## What you will do
The answer must be every line below that holds the word "Point".

Data extracted from a collection
*** Block opens ***
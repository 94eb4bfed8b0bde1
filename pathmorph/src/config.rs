//! Morph configuration, loadable from JSON.

use serde::{Deserialize, Serialize};

use crate::error::MorphError;
use crate::geometry::limits::{MAX_SEGMENT_FACTOR, MAX_SUBPATHS};
use crate::model::{Point, Weight};

/// How the two shapes are positioned relative to each other after
/// equalization.
#[derive(Clone, Copy, Debug, Default, PartialEq, Serialize, Deserialize)]
#[serde(tag = "mode", rename_all = "lowercase")]
pub enum CentroidAlignment {
    /// Leave both shapes where they are.
    #[default]
    None,
    /// Move the target so its centroid sits on the source's centroid.
    Shared,
    /// Like `Shared`, but per subpath pair: each target subpath is moved onto
    /// the centroid of the source subpath it is paired with.
    Pairs,
    /// Move both shapes so their centroids sit on `center`.
    At { center: Point },
}

/// Per-side adjustments.
#[derive(Clone, Debug, Default, PartialEq, Serialize, Deserialize)]
#[serde(default, deny_unknown_fields)]
pub struct SideOptions {
    /// Start shift applied to every closed subpath on this side.
    pub shift: i64,
    /// Start shift per subpath pair, by index. Pairs past the end use `shift`.
    pub shifts: Vec<i64>,
    /// Weight profile used when adding segments on this side.
    pub weights: Vec<Weight>,
}

#[derive(Clone, Debug, PartialEq, Serialize, Deserialize)]
#[serde(default, deny_unknown_fields)]
pub struct MorphOptions {
    /// The equalization target is the larger segment count of a subpath
    /// pair times this factor.
    pub segment_factor: usize,
    pub from: SideOptions,
    pub to: SideOptions,
    pub centroid: CentroidAlignment,
}

impl SideOptions {
    pub fn shift_for(&self, pair: usize) -> i64 {
        self.shifts.get(pair).copied().unwrap_or(self.shift)
    }
}

impl Default for MorphOptions {
    fn default() -> Self {
        Self {
            segment_factor: 3,
            from: SideOptions::default(),
            to: SideOptions::default(),
            centroid: CentroidAlignment::None,
        }
    }
}

impl MorphOptions {
    /// Parse and validate. Missing fields take their defaults.
    pub fn from_json_str(s: &str) -> Result<Self, MorphError> {
        let opts: MorphOptions = serde_json::from_str(s)?;
        opts.validate()?;
        Ok(opts)
    }

    pub fn validate(&self) -> Result<(), MorphError> {
        if self.segment_factor < 1 || self.segment_factor > MAX_SEGMENT_FACTOR {
            return Err(MorphError::InvalidOptions(format!(
                "segment_factor must be between 1 and {}, got {}",
                MAX_SEGMENT_FACTOR, self.segment_factor
            )));
        }
        for (side, opts) in [("from", &self.from), ("to", &self.to)] {
            validate_weights(side, &opts.weights)?;
            if opts.shifts.len() > MAX_SUBPATHS {
                return Err(MorphError::InvalidOptions(format!(
                    "{side}.shifts holds more than {MAX_SUBPATHS} entries"
                )));
            }
        }
        if let CentroidAlignment::At { center } = self.centroid {
            if !center.is_finite() {
                return Err(MorphError::NonFinite("centroid.center"));
            }
        }
        Ok(())
    }
}

fn validate_weights(side: &str, weights: &[Weight]) -> Result<(), MorphError> {
    let mut last = f64::NEG_INFINITY;
    for (i, w) in weights.iter().enumerate() {
        if !w.start_percentage.is_finite() || !w.value.is_finite() {
            return Err(MorphError::InvalidOptions(format!(
                "{side}.weights[{i}] must be finite"
            )));
        }
        if w.value <= 0.0 {
            return Err(MorphError::InvalidOptions(format!(
                "{side}.weights[{i}].value must be positive"
            )));
        }
        if w.start_percentage < last {
            return Err(MorphError::InvalidOptions(format!(
                "{side}.weights must be ascending by start_percentage"
            )));
        }
        last = w.start_percentage;
    }
    Ok(())
}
*** Block closes ***
## Response for this exercise
use crate::model::{Point, Weight};
    At { center: Point },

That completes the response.